# Which Salomon boots are right for me?



## boarderaholic (Aug 13, 2007)

What board/bindings are you setting up? The Malamutes will pretty be almost ski boot stiffness, so if your entire set up is too stiff, you could actually lose some response when freeriding.


----------



## Guest (Jan 6, 2008)

I recently got a Rome Agent and Flow M-9 bindings. So not too stiff I dont think. Lemme know what you think...


----------



## PaoloSmythe (Aug 19, 2007)

i loved the *moots *for many years

i was actually sad to replace them! 

but now they're broken in, i am loving my Vans too!


----------



## Guest (Jan 8, 2008)

With boots its gonna come down to opinion really. If you are looking for more support, purchase the stiffer one etc. Soloman makes good stuff and all of the above that you listed are excellent all around boots.
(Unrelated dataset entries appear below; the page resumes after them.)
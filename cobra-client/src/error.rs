//! Client error types

use thiserror::Error;

/// Client error type
#[derive(Debug, Error)]
pub enum ClientError {
    /// HTTP request failed (connect, timeout, body read)
    #[error("HTTP error: {0}")]
    Http(#[from] reqwest::Error),

    /// Invalid response format
    #[error("Invalid response: {0}")]
    InvalidResponse(String),

    /// Token missing, stale or revoked (401)
    #[error("Unauthorized: {0}")]
    Unauthorized(String),

    /// Credentials rejected by the login endpoint
    #[error("Authentication failed: {0}")]
    Auth(String),

    /// Permission denied (403)
    #[error("Permission denied: {0}")]
    Forbidden(String),

    /// Resource not found (404)
    #[error("Not found: {0}")]
    NotFound(String),

    /// Request rejected by server-side validation (400)
    #[error("Validation error: {0}")]
    Validation(String),

    /// Any other non-2xx status
    #[error("Server error {status}: {message}")]
    Server { status: u16, message: String },

    /// Configuration error
    #[error("Configuration error: {0}")]
    Config(String),

    /// Serialization error
    #[error("Serialization error: {0}")]
    Serialization(#[from] serde_json::Error),
}

impl ClientError {
    /// A 401 on any call means the session is no longer valid.
    pub fn is_unauthorized(&self) -> bool {
        matches!(self, ClientError::Unauthorized(_))
    }

    /// The request never produced an HTTP status.
    pub fn is_transport(&self) -> bool {
        matches!(self, ClientError::Http(e) if e.status().is_none())
    }
}

/// Result type for client operations
pub type ClientResult<T> = Result<T, ClientError>;
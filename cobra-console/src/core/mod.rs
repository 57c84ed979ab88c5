//! Console core

pub mod console;
pub mod error;
pub mod guard;
pub mod notify;
pub mod query;
pub mod resources;
pub mod services;
pub mod session;
pub mod session_cache;
pub mod sync;

pub use console::Console;
pub use error::{ConsoleError, ConsoleResult, ErrorKind};
pub use guard::{AccessGuard, Denial, GuardMount, GuardState, GuardView, Requirement};
pub use notify::{Notification, NotificationCenter, NotificationLevel};
pub use query::{ListQuery, Page};
pub use resources::{
    CameraSync, EquipmentSync, ReportSync, SiteObjectSync, UserSync, ZoneSync, parse_field,
};
pub use services::Integrations;
pub use session::{Session, SessionEvent, SessionStore};
pub use session_cache::{FileStorage, MemoryStorage, PersistedSession, SessionStorage, StorageError};
pub use sync::{ConfirmDelete, Deletion, Resource, ResourceSync, SyncOutcome};
//! Console error types
//!
//! Every failure of a session or synchronizer operation ends up as a
//! [`ConsoleError`]. Hosts render [`ConsoleError::user_message`] and branch
//! on [`ConsoleError::kind`]; nothing here is meant to reach the view layer
//! as a panic.

use cobra_client::ClientError;
use thiserror::Error;
use validator::ValidationErrors;

use super::session_cache::StorageError;

/// Failure category shown to the operator
#[derive(Debug, Clone, Copy, PartialEq, Eq)]
pub enum ErrorKind {
    /// Missing field or out-of-range value, caught before any request
    Validation,
    /// Credentials rejected, or the session is no longer valid
    Authentication,
    /// Offline, timeout, unreachable server, unreadable response
    Network,
    /// Well-formed request refused by the server's business rules
    Rejected,
    /// Local session storage could not be read or written
    Storage,
    /// The owning view went away before the request finished
    Cancelled,
}

#[derive(Debug, Error)]
pub enum ConsoleError {
    #[error("Validation failed: {0}")]
    Validation(String),

    #[error("Not authenticated")]
    NotAuthenticated,

    #[error("Authentication failed: {0}")]
    Authentication(String),

    /// update/delete on an id that is not in the local list
    #[error("Unknown {resource} #{id}")]
    UnknownItem { resource: &'static str, id: String },

    /// An action the console never offers on this item
    #[error("Refused: {0}")]
    Refused(String),

    #[error("Client error: {0}")]
    Client(#[from] ClientError),

    #[error("Storage error: {0}")]
    Storage(#[from] StorageError),

    #[error("Request cancelled: view unmounted")]
    Cancelled,
}

impl ConsoleError {
    pub fn kind(&self) -> ErrorKind {
        match self {
            ConsoleError::Validation(_) => ErrorKind::Validation,
            ConsoleError::NotAuthenticated | ConsoleError::Authentication(_) => {
                ErrorKind::Authentication
            }
            ConsoleError::UnknownItem { .. } | ConsoleError::Refused(_) => ErrorKind::Rejected,
            ConsoleError::Storage(_) => ErrorKind::Storage,
            ConsoleError::Cancelled => ErrorKind::Cancelled,
            ConsoleError::Client(e) => match e {
                ClientError::Unauthorized(_) | ClientError::Auth(_) => ErrorKind::Authentication,
                ClientError::Forbidden(_)
                | ClientError::NotFound(_)
                | ClientError::Validation(_) => ErrorKind::Rejected,
                ClientError::Server { status, .. } if *status < 500 => ErrorKind::Rejected,
                ClientError::Server { .. }
                | ClientError::Http(_)
                | ClientError::InvalidResponse(_)
                | ClientError::Serialization(_)
                | ClientError::Config(_) => ErrorKind::Network,
            },
        }
    }

    /// Message an operator can act on
    pub fn user_message(&self) -> String {
        match self {
            ConsoleError::Validation(msg) => msg.clone(),
            ConsoleError::NotAuthenticated => "Please sign in to continue.".to_string(),
            ConsoleError::Authentication(msg) => msg.clone(),
            ConsoleError::UnknownItem { resource, .. } => {
                format!("This {resource} no longer exists. Refresh the list and try again.")
            }
            ConsoleError::Refused(msg) => msg.clone(),
            ConsoleError::Storage(_) => {
                "Your session could not be saved on this device.".to_string()
            }
            ConsoleError::Cancelled => "The screen was closed before the request finished.".to_string(),
            ConsoleError::Client(e) => match e {
                ClientError::Unauthorized(_) => {
                    "Your session has expired. Please sign in again.".to_string()
                }
                ClientError::Auth(msg) => msg.clone(),
                ClientError::Forbidden(_) => {
                    "You are not allowed to perform this action.".to_string()
                }
                ClientError::NotFound(_) => {
                    "This item no longer exists on the server. Refresh the list.".to_string()
                }
                ClientError::Validation(msg) if !msg.is_empty() => msg.clone(),
                ClientError::Server { status, message } if *status < 500 && !message.is_empty() => {
                    message.clone()
                }
                ClientError::Validation(_) | ClientError::Server { .. } if self.kind() == ErrorKind::Rejected => {
                    "The server refused this change.".to_string()
                }
                _ => "Could not reach the server. Check your connection and try again.".to_string(),
            },
        }
    }

    /// Flattens validator output into one message, fields in name order
    pub fn from_validation(errors: ValidationErrors) -> Self {
        let mut fields: Vec<_> = errors.field_errors().into_iter().collect();
        fields.sort_by(|a, b| a.0.cmp(&b.0));

        let messages: Vec<String> = fields
            .into_iter()
            .flat_map(|(field, errs)| {
                errs.iter().map(move |e| match &e.message {
                    Some(msg) => msg.to_string(),
                    None => format!("{field} is invalid"),
                })
            })
            .collect();

        ConsoleError::Validation(messages.join("; "))
    }
}

impl From<shared::models::UnknownVariant> for ConsoleError {
    fn from(err: shared::models::UnknownVariant) -> Self {
        ConsoleError::Validation(err.to_string())
    }
}

/// Result type for console operations
pub type ConsoleResult<T> = Result<T, ConsoleError>;
//! Equipment Model
//!
//! Items screened at the checkpoints. The backend speaks French field
//! names (`nom`, `statut`, `date_ajout`); they are renamed here.

use chrono::{DateTime, Utc};
use serde::{Deserialize, Serialize};
use validator::Validate;

closed_enum! {
    /// Authorization status of a piece of equipment
    pub enum EquipmentStatus ("statut") {
        Authorized => "AUTORISE",
        Forbidden => "INTERDIT",
        RequiresAuthorization => "SOUMIS",
    }
}

/// Equipment entity
#[derive(Debug, Clone, PartialEq, Serialize, Deserialize)]
pub struct Equipment {
    #[serde(rename = "id_equipement")]
    pub id: i64,
    #[serde(rename = "nom")]
    pub name: String,
    #[serde(rename = "statut")]
    pub status: EquipmentStatus,
    #[serde(default)]
    pub description: Option<String>,
    /// Reference photo URL
    #[serde(default)]
    pub image: Option<String>,
    #[serde(default, rename = "date_ajout")]
    pub created_at: Option<DateTime<Utc>>,
}

/// Create/update equipment payload
#[derive(Debug, Clone, Serialize, Deserialize, Validate)]
pub struct EquipmentPayload {
    #[serde(rename = "nom")]
    #[validate(length(min = 1, message = "name is required"))]
    pub name: String,
    #[serde(rename = "statut")]
    pub status: EquipmentStatus,
    pub description: Option<String>,
}

/// Result of `POST equipements/recognize/`
#[derive(Debug, Clone, PartialEq, Serialize, Deserialize)]
pub struct EquipmentRecognition {
    #[serde(rename = "statut")]
    pub status: EquipmentStatus,
    #[serde(default)]
    pub confidence: Option<f64>,
    #[serde(default, rename = "nom")]
    pub name: Option<String>,
    #[serde(default, rename = "id_equipement")]
    pub equipment_id: Option<i64>,
}
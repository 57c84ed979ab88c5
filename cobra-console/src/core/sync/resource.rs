//! Resource trait - one implementation per mirrored collection

use std::fmt::{Debug, Display};
use std::hash::Hash;

use serde::Serialize;
use serde::de::DeserializeOwned;
use shared::client::UserInfo;
use validator::Validate;

use crate::core::error::{ConsoleError, ConsoleResult};

/// A remote collection the console mirrors.
///
/// The collection lives at `ENDPOINT` (`GET`/`POST`), single items at
/// [`Resource::item_path`] (`PUT`/`DELETE`).
pub trait Resource: Clone + Debug + DeserializeOwned + Send + Sync + 'static {
    /// Server-assigned identifier, immutable after creation
    type Id: Clone + Eq + Hash + Display + Debug + Send + Sync + 'static;
    /// Create/update body
    type Payload: Serialize + Validate + Send + Sync;
    /// Closed status enumeration, used by the list filter
    type Status: Copy + Eq + Display + Send + Sync;

    /// Collection path relative to the API base, with trailing slash
    const ENDPOINT: &'static str;
    /// Singular name used in logs and messages
    const LABEL: &'static str;

    fn id(&self) -> Self::Id;

    fn status(&self) -> Self::Status;

    /// Fields matched by the list search box
    fn search_text(&self) -> Vec<&str>;

    fn item_path(id: &Self::Id) -> String {
        format!("{}{}/", Self::ENDPOINT, id)
    }

    /// Required fields are checked here, before any request is sent.
    fn validate(payload: &Self::Payload) -> ConsoleResult<()> {
        payload.validate().map_err(ConsoleError::from_validation)
    }

    /// Deletions the console refuses outright for `operator`, checked
    /// before confirmation.
    fn check_delete(&self, _operator: Option<&UserInfo>) -> ConsoleResult<()> {
        Ok(())
    }
}

/// Operator confirmation for an irreversible delete.
///
/// Any `Fn(&T) -> bool` works; a dialog-backed host implements it on its
/// own type.
pub trait ConfirmDelete<T> {
    fn confirm(&self, item: &T) -> bool;
}

impl<T, F> ConfirmDelete<T> for F
where
    F: Fn(&T) -> bool,
{
    fn confirm(&self, item: &T) -> bool {
        self(item)
    }
}
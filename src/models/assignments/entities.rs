use serde::{Deserialize, Serialize};

use crate::errors::{Result, StoreError};

// 生命周期分区
#[derive(Debug, Clone, Copy, Serialize, PartialEq, Eq, Hash)]
#[serde(rename_all = "snake_case")]
pub enum Bucket {
    Current,   // 待完成
    Completed, // 已完成
}

impl Bucket {
    pub const CURRENT: &'static str = "current";
    pub const COMPLETED: &'static str = "completed";

    pub fn as_str(&self) -> &'static str {
        match self {
            Bucket::Current => Self::CURRENT,
            Bucket::Completed => Self::COMPLETED,
        }
    }

    /// 该分区内的作业应有的 completed 标记
    pub fn completed_flag(&self) -> bool {
        matches!(self, Bucket::Completed)
    }
}

impl<'de> Deserialize<'de> for Bucket {
    fn deserialize<D>(deserializer: D) -> std::result::Result<Self, D::Error>
    where
        D: serde::Deserializer<'de>,
    {
        let s = String::deserialize(deserializer)?;
        s.parse().map_err(serde::de::Error::custom)
    }
}

impl std::fmt::Display for Bucket {
    fn fmt(&self, f: &mut std::fmt::Formatter<'_>) -> std::fmt::Result {
        write!(f, "{}", self.as_str())
    }
}

impl std::str::FromStr for Bucket {
    type Err = String;

    fn from_str(s: &str) -> std::result::Result<Self, Self::Err> {
        match s {
            Bucket::CURRENT => Ok(Bucket::Current),
            Bucket::COMPLETED => Ok(Bucket::Completed),
            _ => Err(format!(
                "Invalid bucket: '{s}'. Supported buckets: current, completed"
            )),
        }
    }
}

// 单个作业的生命周期状态
#[derive(Debug, Clone, Copy, Serialize, Deserialize, PartialEq, Eq)]
#[serde(rename_all = "snake_case")]
pub enum AssignmentState {
    Current,
    Completed,
    Deleted, // 终态
}

#[derive(Debug, Clone, Copy, PartialEq, Eq)]
pub enum LifecycleAction {
    Complete,
    Delete,
}

impl AssignmentState {
    /// 分区内记录所处的状态
    pub fn of_bucket(bucket: Bucket) -> Self {
        match bucket {
            Bucket::Current => AssignmentState::Current,
            Bucket::Completed => AssignmentState::Completed,
        }
    }

    /// 应用一次生命周期转换
    ///
    /// 合法转换：current → completed，current/completed → deleted。
    pub fn apply(self, action: LifecycleAction) -> Result<Self> {
        match (self, action) {
            (AssignmentState::Current, LifecycleAction::Complete) => Ok(AssignmentState::Completed),
            (AssignmentState::Current | AssignmentState::Completed, LifecycleAction::Delete) => {
                Ok(AssignmentState::Deleted)
            }
            (state, action) => Err(StoreError::validation(format!(
                "Invalid lifecycle transition: {action:?} from {state:?}"
            ))),
        }
    }
}

#[derive(Debug, Clone, PartialEq, Eq, Serialize, Deserialize)]
pub struct Assignment {
    // 唯一 ID，由上游创建时分配
    pub id: String,
    // 课程名
    pub course: String,
    // 作业描述
    pub details: String,
    // 截止日期 YYYY-MM-DD
    #[serde(rename = "dueDate")]
    pub due_date: String,
    // 是否已完成
    pub completed: bool,
}

impl Assignment {
    pub fn state(&self) -> AssignmentState {
        if self.completed {
            AssignmentState::Completed
        } else {
            AssignmentState::Current
        }
    }

    /// 标记为已完成，返回完成后的副本
    pub fn into_completed(mut self) -> Result<Self> {
        self.state().apply(LifecycleAction::Complete)?;
        self.completed = true;
        Ok(self)
    }
}
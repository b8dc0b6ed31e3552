//! 统一错误处理模块
//!
//! 使用宏自动生成错误类型，支持错误代码和类型名称。

use std::fmt;

/// 定义错误类型的宏
///
/// 自动生成：
/// - enum 定义
/// - code() 方法 - 返回错误代码
/// - error_type() 方法 - 返回错误类型名称
/// - message() 方法 - 返回错误详情
/// - 便捷构造函数
macro_rules! define_store_errors {
    ($(
        $variant:ident($code:literal, $type_name:literal)
    ),* $(,)?) => {
        #[derive(Debug, Clone, PartialEq, Eq)]
        pub enum StoreError {
            $($variant(String),)*
        }

        impl StoreError {
            /// 获取错误代码
            pub fn code(&self) -> &'static str {
                match self {
                    $(StoreError::$variant(_) => $code,)*
                }
            }

            /// 获取错误类型名称
            pub fn error_type(&self) -> &'static str {
                match self {
                    $(StoreError::$variant(_) => $type_name,)*
                }
            }

            /// 获取错误详情
            pub fn message(&self) -> &str {
                match self {
                    $(StoreError::$variant(msg) => msg,)*
                }
            }
        }

        // 生成便捷构造函数
        paste::paste! {
            impl StoreError {
                $(
                    pub fn [<$variant:snake>]<T: Into<String>>(msg: T) -> Self {
                        StoreError::$variant(msg.into())
                    }
                )*
            }
        }
    };
}

define_store_errors! {
    NotAuthenticated("E001", "Not Authenticated"),
    NetworkFailure("E002", "Network Failure"),
    Timeout("E003", "Operation Timeout"),
    RecordMalformed("E004", "Record Malformed"),
    RecordNotFound("E005", "Record Not Found"),
    CompletionIncomplete("E006", "Completion Incomplete"),
    BackendConfig("E007", "Backend Configuration Error"),
    BackendConnection("E008", "Backend Connection Error"),
    BackendOperation("E009", "Backend Operation Error"),
    BackendPluginNotFound("E010", "Backend Plugin Not Found"),
    Serialization("E011", "Serialization Error"),
    Validation("E012", "Validation Error"),
}

impl StoreError {
    /// 是否为可重试的瞬时错误
    pub fn is_retryable(&self) -> bool {
        matches!(self, StoreError::NetworkFailure(_) | StoreError::Timeout(_))
    }

    /// 格式化为彩色输出（用于开发环境）
    #[cfg(debug_assertions)]
    pub fn format_colored(&self) -> String {
        format!(
            "\x1b[1;31m[ERROR]\x1b[0m \x1b[33m{}\x1b[0m \x1b[31m{}\x1b[0m\n  {}",
            self.code(),
            self.error_type(),
            self.message()
        )
    }

    /// 格式化为简洁输出
    pub fn format_simple(&self) -> String {
        format!("{}: {}", self.error_type(), self.message())
    }
}

impl fmt::Display for StoreError {
    fn fmt(&self, f: &mut fmt::Formatter<'_>) -> fmt::Result {
        write!(f, "{}", self.format_simple())
    }
}

impl std::error::Error for StoreError {}

// 为常见的错误类型实现 From trait
impl From<redis::RedisError> for StoreError {
    fn from(err: redis::RedisError) -> Self {
        if err.is_io_error()
            || err.is_timeout()
            || err.is_connection_dropped()
            || err.is_connection_refusal()
        {
            StoreError::NetworkFailure(err.to_string())
        } else {
            StoreError::BackendOperation(err.to_string())
        }
    }
}

impl From<std::io::Error> for StoreError {
    fn from(err: std::io::Error) -> Self {
        StoreError::BackendConfig(err.to_string())
    }
}

impl From<serde_json::Error> for StoreError {
    fn from(err: serde_json::Error) -> Self {
        StoreError::Serialization(err.to_string())
    }
}

pub type Result<T> = std::result::Result<T, StoreError>;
Plus, Solomans tend to fit us narrow foot people real nice. :thumbsup: Good luck choosing.


----------



## PaoloSmythe (Aug 19, 2007)

> Solomans tend to fit us *narrow foot *people real nice


i am not suggesting anyone to be telling mistruths here.... i simply wouldn't agree with this statement. i have _fred flintstone _feet and the _sal moots _were more than comfortable.


----------



## Guest (Jan 8, 2008)

I would have to take your word for it. I have narrow feet and have a hard time finding boots that fit me. I have had good luck with Solomans in the past. I was also told this by an employee at a local ski shop but I will trust they work for wide feet as well. They do seem to be cut a good deal narrow to me though.


----------



## romesaz (Nov 21, 2007)

<uselesspost>
Them's fighting words!
FIGHT FIGHT FIGHT!

....


I got nothin really.
</uselesspost>


----------



## Guest (Jan 12, 2008)

Just thought I'd throw in that I have the solomon symbio's... love them... They have good enough flex so you don't walk around like a storm trooper but plenty of stiffness also. They only packed out 1/2 size during the whole week and felt broke in after the 3rd day....


Mike


----------



## Guest (Jan 12, 2008)

hey, do they still make the dialouges? i love mine


----------



## Guest (Jan 13, 2008)

megladan said:


> hey, do they still make the dialouges? i love mine


i love my dialogues.
the only problem is with the lacing system. at the top, there is a locking mechanism that i have trouble with.
from what i've seen, they replaced this system on the '08 boots, fixing the problem.
(the locking mechanism i'm talking about is the pulling/ locking thing on the tongue, the final bit.)


----------



## Grimdog (Oct 13, 2007)

I have the Synapse boots. I have narrow feet and these fit me great. I was of the impression as well that Salomon fit narrow feet well and that is why the also make wide versions of some of their models as well.


----------



## Guest (Jan 13, 2008)

to my knowledge the dialogues aren't particularly wide fit, but my feet are definitely not narrow and the boots fit wonderfully.


----------



## Guest (Jan 14, 2008)

Grimdog said:


> I have the Synapse boots. I have narrow feet and these fit me great. I was of the impression as well that Salomon fit narrow feet well and that is why the also make wide versions of some of their models as well.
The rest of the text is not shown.